=== Assignment ===
Every line that contains "flow" must be located and copied from the data.

<<<<

// Copyright (c) 2025 woxQAQ
//
// Licensed under the MIT License or Apache License 2.0
// See LICENSE files for details

//! # Timing configuration
//!
//! Two knobs matter to callers:
//! - whether timing is enabled at all (a disabled root makes every call a no-op)
//! - how many children a node prints before it truncates
//!
//! The child limit used by [`TimerNode::render_default`] and `Display` is
//! process-wide state; [`TimingConfig::apply`] installs it.
//!
//! ## Example
//!
//! ```rust
//! use timing_tree::{OptionalTimer, TimingConfig};
//!
//! let config = TimingConfig {
//!     child_limit: 10,
//!     ..Default::default()
//! };
//! let mut root = config.start("request");
//! root.start_child("parse").end();
//! root.end();
//! assert!(root.render(config.child_limit).is_some());
//! ```

use std::sync::atomic::{AtomicIsize, Ordering};

use serde::{Deserialize, Serialize};
use tracing::{debug, warn};

use crate::error::{TimingError, TimingResult};
use crate::node::TimerNode;

/// Child limit used when no other limit has been configured
pub const DEFAULT_CHILD_LIMIT: isize = 50;

/// Environment variable toggling timing on or off
pub const ENABLED_ENV: &str = "TIMING_TREE_ENABLED";

/// Environment variable overriding the child limit
pub const CHILD_LIMIT_ENV: &str = "TIMING_TREE_CHILD_LIMIT";

static CHILD_LIMIT: AtomicIsize = AtomicIsize::new(DEFAULT_CHILD_LIMIT);

/// Child limit consulted by renders that don't pass one explicitly
pub fn default_child_limit() -> isize {
    CHILD_LIMIT.load(Ordering::Relaxed)
}

/// Replace the process-wide child limit
///
/// Negative means "never truncate", zero means "print no children".
pub fn set_default_child_limit(limit: isize) {
    CHILD_LIMIT.store(limit, Ordering::Relaxed);
}

/// Timing settings, embeddable in a host application's config
#[derive(Debug, Clone, Copy, PartialEq, Eq, Serialize, Deserialize)]
#[serde(default)]
pub struct TimingConfig {
    /// When false, [`TimingConfig::start`] hands out the disabled sentinel
    pub enabled: bool,

    /// Children printed per node before truncating
    pub child_limit: isize,
}

impl Default for TimingConfig {
    fn default() -> Self {
        Self {
            enabled: true,
            child_limit: DEFAULT_CHILD_LIMIT,
        }
    }
}

impl TimingConfig {
    /// Read overrides from `TIMING_TREE_ENABLED` and `TIMING_TREE_CHILD_LIMIT`
    ///
    /// Unset variables keep their defaults; malformed ones are an error.
    pub fn from_env() -> TimingResult<Self> {
        Self::from_lookup(|key| std::env::var(key).ok())
    }

    /// Like [`TimingConfig::from_env`], but logs and falls back to defaults
    /// when a variable is malformed
    pub fn from_env_or_default() -> Self {
        match Self::from_env() {
            Ok(config) => config,
            Err(err) => {
                warn!("Ignoring timing overrides from environment: {}", err);
                Self::default()
            }
        }
    }

    pub(crate) fn from_lookup(lookup: impl Fn(&str) -> Option<String>) -> TimingResult<Self> {
        let mut config = Self::default();

        if let Some(raw) = lookup(ENABLED_ENV) {
            config.enabled = parse_flag(ENABLED_ENV, &raw)?;
        }

        if let Some(raw) = lookup(CHILD_LIMIT_ENV) {
            config.child_limit = raw.trim().parse().map_err(|_| {
                TimingError::InvalidConfig(format!(
                    "{} must be an integer, got '{}'",
                    CHILD_LIMIT_ENV, raw
                ))
            })?;
        }

        Ok(config)
    }

    /// Install this config's child limit as the process-wide default
    pub fn apply(&self) {
        debug!(
            "Applying timing config: enabled={}, child_limit={}",
            self.enabled, self.child_limit
        );
        set_default_child_limit(self.child_limit);
    }

    /// Start a root timer, or the disabled sentinel when timing is off
    pub fn start(&self, name: impl Into<String>) -> Option<TimerNode> {
        TimerNode::start_enabled(name, self.enabled)
    }
}

fn parse_flag(key: &str, raw: &str) -> TimingResult<bool> {
    match raw.trim().to_ascii_lowercase().as_str() {
        "1" | "true" | "yes" | "on" => Ok(true),
        "0" | "false" | "no" | "off" => Ok(false),
        _ => Err(TimingError::InvalidConfig(format!(
            "{} must be a boolean, got '{}'",
            key, raw
        ))),
    }
}
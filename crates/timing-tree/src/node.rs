// Copyright (c) 2025 woxQAQ
//
// Licensed under the MIT License or Apache License 2.0
// See LICENSE files for details

//! # Timer nodes
//!
//! A [`TimerNode`] is one timed span. It owns its children, so a whole call
//! tree is a single value that can be rendered once the root has ended.
//!
//! ## Lifecycle
//!
//! A node is live from [`TimerNode::start`] (or [`TimerNode::start_child`])
//! until [`TimerNode::end`]. Ending a node also ends every child that is still
//! running, all at the same instant, so deferred or forgotten children still
//! get a sensible duration. After that the node is frozen: ending it again or
//! attaching new children panics.

use std::time::{Duration, Instant};

use tracing::error;

use crate::error::{TimingError, TimingResult};

/// One timed span and the spans nested under it
#[derive(Debug, Clone)]
pub struct TimerNode {
    name: String,
    children: Vec<TimerNode>,
    started_at: Instant,
    ended: bool,
    duration: Duration,
}

impl TimerNode {
    /// Start a new root timer
    pub fn start(name: impl Into<String>) -> Self {
        Self {
            name: name.into(),
            children: Vec::new(),
            started_at: Instant::now(),
            ended: false,
            duration: Duration::ZERO,
        }
    }

    /// Start a root timer, or return the disabled sentinel (`None`)
    ///
    /// The sentinel supports the same operations through
    /// [`OptionalTimer`](crate::OptionalTimer), each one a no-op.
    pub fn start_enabled(name: impl Into<String>, enabled: bool) -> Option<Self> {
        enabled.then(|| Self::start(name))
    }

    pub fn name(&self) -> &str {
        &self.name
    }

    /// Children in the order they were started
    pub fn children(&self) -> &[TimerNode] {
        &self.children
    }

    pub fn is_ended(&self) -> bool {
        self.ended
    }

    /// Start a child timer and attach it to this node
    ///
    /// # Panics
    ///
    /// Panics if this node has already ended.
    pub fn start_child(&mut self, name: impl Into<String>) -> &mut TimerNode {
        match self.try_start_child(name) {
            Ok(child) => child,
            Err(err) => contract_violation(err),
        }
    }

    /// Checked form of [`TimerNode::start_child`]
    pub fn try_start_child(&mut self, name: impl Into<String>) -> TimingResult<&mut TimerNode> {
        let name = name.into();
        if self.ended {
            return Err(TimingError::ChildOfEnded {
                parent: self.name.clone(),
                child: name,
            });
        }

        self.children.push(TimerNode::start(name));
        let idx = self.children.len() - 1;
        Ok(&mut self.children[idx])
    }

    /// End this node and every child that is still running
    ///
    /// # Panics
    ///
    /// Panics if this node has already ended.
    pub fn end(&mut self) {
        if let Err(err) = self.try_end() {
            contract_violation(err);
        }
    }

    /// Checked form of [`TimerNode::end`]
    pub fn try_end(&mut self) -> TimingResult<()> {
        if self.ended {
            return Err(TimingError::AlreadyEnded {
                name: self.name.clone(),
            });
        }
        self.end_at(Instant::now());
        Ok(())
    }

    fn end_at(&mut self, now: Instant) {
        for child in self.children.iter_mut().filter(|child| !child.ended) {
            child.end_at(now);
        }
        self.ended = true;
        self.duration = now.saturating_duration_since(self.started_at);
    }

    /// An already-ended node with a fixed duration
    #[cfg(test)]
    pub(crate) fn ended_with(name: impl Into<String>, duration: Duration) -> Self {
        Self {
            name: name.into(),
            children: Vec::new(),
            started_at: Instant::now(),
            ended: true,
            duration,
        }
    }

    #[cfg(test)]
    pub(crate) fn with_children(mut self, children: Vec<TimerNode>) -> Self {
        self.children = children;
        self
    }

    /// Time spent in this span
    ///
    /// Frozen once the node has ended; before that it is the time elapsed so
    /// far and grows on every call.
    pub fn duration(&self) -> Duration {
        if self.ended {
            self.duration
        } else {
            self.started_at.elapsed()
        }
    }
}

/// Log a misuse of the API and abort the calling path
pub(crate) fn contract_violation(err: TimingError) -> ! {
    debug_assert!(err.is_contract_violation(), "not a misuse: {}", err);
    error!(target: "timing_tree", "Timing tree misuse: {}", err);
    panic!("{}", err)
}
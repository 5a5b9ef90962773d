// Copyright (c) 2025 woxQAQ
//
// Licensed under the MIT License or Apache License 2.0
// See LICENSE files for details

//! # Text rendering
//!
//! An ended tree renders depth-first, one node per line, indented with one tab
//! per level:
//!
//! ```text
//! request: 2.41ms
//! 	** 50 children truncated **
//! 	row 0: 12.3µs
//! 	...
//! 	row 73: 1.1ms
//! ```
//!
//! Durations use the standard `Debug` form of [`Duration`], which picks the
//! unit (ns, µs, ms, s) from the magnitude. Downstream log consumers match on
//! this layout, so the marker wording and placement must stay as they are.
//!
//! ## Truncation
//!
//! With a positive limit `N` and more than `N` children, the first `N`
//! children are printed, except that the slowest child always makes it in: if
//! it sits past the window it takes the last slot. A negative limit prints
//! everything and a zero limit prints no children.

use std::fmt;
use std::time::Duration;

use tracing::info;

use crate::config::default_child_limit;
use crate::error::{TimingError, TimingResult};
use crate::node::{TimerNode, contract_violation};

impl TimerNode {
    /// Render this tree, printing at most `child_limit` children per node
    ///
    /// # Panics
    ///
    /// Panics if this node is still running.
    pub fn render(&self, child_limit: isize) -> String {
        match self.try_render(child_limit) {
            Ok(text) => text,
            Err(err) => contract_violation(err),
        }
    }

    /// Render with the process-wide default child limit
    pub fn render_default(&self) -> String {
        self.render(default_child_limit())
    }

    /// Checked form of [`TimerNode::render`]
    pub fn try_render(&self, child_limit: isize) -> TimingResult<String> {
        if !self.is_ended() {
            return Err(TimingError::NotEnded {
                name: self.name().to_string(),
            });
        }

        let mut out = String::new();
        self.write_tree(&mut out, 0, child_limit);
        Ok(out)
    }

    /// Emit the rendered tree as one `info` event on the `timing_tree` target
    ///
    /// # Panics
    ///
    /// Panics if this node is still running.
    pub fn log_tree(&self, child_limit: isize) {
        let tree = self.render(child_limit);
        info!(
            target: "timing_tree",
            root = %self.name(),
            total = ?self.duration(),
            "\n{}",
            tree
        );
    }

    fn write_tree(&self, out: &mut String, nesting: usize, child_limit: isize) {
        indent(out, nesting);
        out.push_str(&format!("{}: {:?}", self.name(), self.duration()));

        let (visible, truncated) = select_children(self.children(), child_limit);
        if truncated > 0 {
            out.push('\n');
            indent(out, nesting + 1);
            out.push_str(&format!("** {} children truncated **", truncated));
        }

        for child in visible {
            out.push('\n');
            child.write_tree(out, nesting + 1, child_limit);
        }
    }
}

impl fmt::Display for TimerNode {
    /// Renders with the process-wide default child limit; panics on a live node
    fn fmt(&self, f: &mut fmt::Formatter<'_>) -> fmt::Result {
        f.write_str(&self.render_default())
    }
}

fn indent(out: &mut String, nesting: usize) {
    out.extend(std::iter::repeat_n('\t', nesting));
}

/// Children to print under `child_limit`, and how many were left out
fn select_children(children: &[TimerNode], child_limit: isize) -> (Vec<&TimerNode>, usize) {
    if child_limit == 0 || children.is_empty() {
        return (Vec::new(), 0);
    }

    let limit = match usize::try_from(child_limit) {
        Ok(limit) if limit < children.len() => limit,
        // negative, or everything fits
        _ => return (children.iter().collect(), 0),
    };

    let mut visible: Vec<&TimerNode> = children[..limit].iter().collect();
    if let Some(slowest) = slowest_index(children)
        && slowest >= limit
    {
        visible[limit - 1] = &children[slowest];
    }
    (visible, children.len() - limit)
}

/// Index of the longest child; ties go to the earliest one
fn slowest_index(children: &[TimerNode]) -> Option<usize> {
    let mut slowest: Option<(usize, Duration)> = None;
    for (idx, child) in children.iter().enumerate() {
        let duration = child.duration();
        match slowest {
            Some((_, max)) if duration <= max => {}
            _ => slowest = Some((idx, duration)),
        }
    }
    slowest.map(|(idx, _)| idx)
}

#[cfg(test)]
mod tests {
    use super::*;
    use std::thread::sleep;

    fn ended_tree(children: usize, slow: Option<usize>) -> TimerNode {
        let mut root = TimerNode::start("root");
        for i in 0..children {
            let child = root.start_child(format!("child {}", i));
            if Some(i) == slow {
                sleep(Duration::from_millis(1));
            }
            child.end();
        }
        root.end();
        root
    }

    fn names<'a>(nodes: &[&'a TimerNode]) -> Vec<&'a str> {
        nodes.iter().map(|node| node.name()).collect()
    }

    #[test]
    fn test_select_all_when_under_limit() {
        let root = ended_tree(3, None);
        let (visible, truncated) = select_children(root.children(), 3);
        assert_eq!(names(&visible), ["child 0", "child 1", "child 2"]);
        assert_eq!(truncated, 0);
    }

    #[test]
    fn test_select_swaps_slowest_into_last_slot() {
        let root = ended_tree(10, Some(7));
        let (visible, truncated) = select_children(root.children(), 4);
        assert_eq!(names(&visible), ["child 0", "child 1", "child 2", "child 7"]);
        assert_eq!(truncated, 6);
    }

    #[test]
    fn test_select_keeps_window_when_slowest_visible() {
        let root = ended_tree(10, Some(1));
        let (visible, truncated) = select_children(root.children(), 4);
        assert_eq!(names(&visible), ["child 0", "child 1", "child 2", "child 3"]);
        assert_eq!(truncated, 6);
    }

    #[test]
    fn test_select_limit_one() {
        let root = ended_tree(5, Some(4));
        let (visible, truncated) = select_children(root.children(), 1);
        assert_eq!(names(&visible), ["child 4"]);
        assert_eq!(truncated, 4);
    }

    #[test]
    fn test_slowest_index_prefers_longest() {
        let mut root = TimerNode::start("root");
        for i in 0..3 {
            root.start_child(format!("child {}", i));
        }
        // every child ends with the parent, so the earliest started is longest
        root.end();
        assert_eq!(slowest_index(root.children()), Some(0));
        assert_eq!(slowest_index(&[]), None);
    }

    #[test]
    fn test_slowest_tie_goes_to_first() {
        let tied = Duration::from_millis(5);
        let children = vec![
            TimerNode::ended_with("child 0", Duration::from_millis(1)),
            TimerNode::ended_with("child 1", Duration::from_millis(1)),
            TimerNode::ended_with("child 2", tied),
            TimerNode::ended_with("child 3", Duration::from_millis(1)),
            TimerNode::ended_with("child 4", tied),
            TimerNode::ended_with("child 5", tied),
        ];
        assert_eq!(slowest_index(&children), Some(2));

        let (visible, truncated) = select_children(&children, 2);
        assert_eq!(names(&visible), ["child 0", "child 2"]);
        assert_eq!(truncated, 4);

        let root = TimerNode::ended_with("root", Duration::from_millis(20)).with_children(children);
        assert_eq!(
            root.render(2),
            "root: 20ms\n\t** 4 children truncated **\n\tchild 0: 1ms\n\tchild 2: 5ms"
        );
    }

    #[test]
    fn test_tie_inside_window_keeps_window() {
        let tied = Duration::from_millis(3);
        let children = vec![
            TimerNode::ended_with("child 0", tied),
            TimerNode::ended_with("child 1", Duration::from_millis(1)),
            TimerNode::ended_with("child 2", tied),
        ];
        let (visible, truncated) = select_children(&children, 2);
        assert_eq!(names(&visible), ["child 0", "child 1"]);
        assert_eq!(truncated, 1);
    }

    #[test]
    fn test_try_render_live_node() {
        let root = TimerNode::start("live");
        assert_eq!(
            root.try_render(-1),
            Err(TimingError::NotEnded {
                name: "live".to_string()
            })
        );
    }

    #[test]
    fn test_nested_indentation() {
        let mut root = TimerNode::start("a");
        root.start_child("b").start_child("c");
        root.end();

        let lines: Vec<String> = root
            .render(-1)
            .lines()
            .map(|line| line.split(':').next().unwrap_or_default().to_string())
            .collect();
        assert_eq!(lines, ["a", "\tb", "\t\tc"]);
    }
}
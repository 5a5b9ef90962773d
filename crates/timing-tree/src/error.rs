// Copyright (c) 2025 woxQAQ
//
// Licensed under the MIT License or Apache License 2.0
// See LICENSE files for details

//! # Error types for timing trees
//!
//! Misusing a node (ending it twice, growing it after it ended, rendering it
//! while live) is a programming error. The panicking operations on
//! [`TimerNode`](crate::TimerNode) report it by panicking with the `Display`
//! text of these variants; the `try_*` operations hand the same value back.

use thiserror::Error;

/// Result type alias for timing tree operations
pub type TimingResult<T> = Result<T, TimingError>;

/// Errors that can occur while driving a timing tree
#[derive(Debug, Error, Clone, PartialEq, Eq)]
pub enum TimingError {
    /// `end` was called on a node that had already ended
    #[error("cannot end timer '{name}': it has already ended")]
    AlreadyEnded { name: String },

    /// `start_child` was called on a node that had already ended
    #[error("cannot start child '{child}' on timer '{parent}': it has already ended")]
    ChildOfEnded { parent: String, child: String },

    /// Rendering was requested for a node that is still running
    #[error("cannot render timer '{name}': it has not ended")]
    NotEnded { name: String },

    /// A configuration value could not be parsed
    #[error("Invalid timing configuration: {0}")]
    InvalidConfig(String),
}

impl TimingError {
    /// True for the misuse variants that the panicking API turns into a panic
    pub fn is_contract_violation(&self) -> bool {
        !matches!(self, TimingError::InvalidConfig(_))
    }
}
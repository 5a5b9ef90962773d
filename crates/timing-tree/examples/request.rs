//! Times a fake request handler and logs the breakdown
//!
//! ```sh
//! RUST_LOG=timing_tree=info TIMING_TREE_CHILD_LIMIT=5 cargo run -p timing-tree --example request
//! ```

use std::thread::sleep;
use std::time::Duration;

use anyhow::Result;
use timing_tree::{OptionalTimer, TimerNode, TimingConfig};
use tracing_subscriber::{EnvFilter, FmtSubscriber};

fn load_rows(timer: Option<&mut TimerNode>, rows: u64) {
    let mut timer = timer;
    for row in 0..rows {
        let mut fetch = timer.start_child(format!("row {}", row));
        sleep(Duration::from_micros(50 + (row % 7) * 40));
        fetch.end();
    }
}

fn main() -> Result<()> {
    // Initialize logging
    let subscriber = FmtSubscriber::builder()
        .with_env_filter(EnvFilter::from_default_env())
        .finish();
    tracing::subscriber::set_global_default(subscriber)?;

    let config = TimingConfig::from_env()?;
    config.apply();

    let mut root = config.start("handle request");

    root.start_child("authenticate").end();

    {
        let mut query = root.start_child("query");
        query.start_child("plan").end();
        load_rows(query.start_child("load rows"), 12);
        // "query" and everything under it still running ends with the root
    }

    root.end();
    root.log_tree(config.child_limit);

    if let Some(text) = root.render(config.child_limit) {
        println!("{}", text);
    }
    Ok(())
}
// Copyright (c) 2025 woxQAQ
//
// Licensed under the MIT License or Apache License 2.0
// See LICENSE files for details

//! # Timing Tree
//!
//! Nested, named timing spans for a single flow of control (one request, one
//! job), rendered as an indented duration breakdown once the work is done.
//!
//! ## Usage
//!
//! ```rust
//! use timing_tree::TimerNode;
//!
//! let mut root = TimerNode::start("handle request");
//!
//! let auth = root.start_child("authenticate");
//! auth.end();
//!
//! let query = root.start_child("query");
//! query.start_child("plan");
//! // "plan" is still running; ending its parent ends it too
//! query.end();
//!
//! root.end();
//! println!("{}", root.render(10));
//! ```
//!
//! which prints something like
//!
//! ```text
//! handle request: 41.2µs
//! 	authenticate: 2.1µs
//! 	query: 30.4µs
//! 		plan: 12.7µs
//! ```
//!
//! ## Disabling
//!
//! Start the root with [`TimerNode::start_enabled`] (or
//! [`TimingConfig::start`]) and drive it through [`OptionalTimer`]: when timing
//! is off every call is a no-op and nothing is rendered.
//!
//! ## Misuse
//!
//! Ending a node twice, starting a child on an ended node and rendering a live
//! node are bugs in the caller and panic. The `try_*` methods return a
//! [`TimingError`] instead.
//!
//! ## Threads
//!
//! A tree belongs to one flow of control. Nothing here locks; share a tree
//! across threads only behind your own synchronization.

pub mod config;
pub mod error;
pub mod node;
pub mod optional;
pub mod render;
pub mod scoped;

// Re-exports
pub use config::{
    CHILD_LIMIT_ENV, DEFAULT_CHILD_LIMIT, ENABLED_ENV, TimingConfig, default_child_limit,
    set_default_child_limit,
};
pub use error::{TimingError, TimingResult};
pub use node::TimerNode;
pub use optional::OptionalTimer;
pub use scoped::ScopedChild;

>>>>

=== Problem solution ===
//! Nested, named timing spans for a single flow of control (one request, one
//! A tree belongs to one flow of control. Nothing here locks; share a tree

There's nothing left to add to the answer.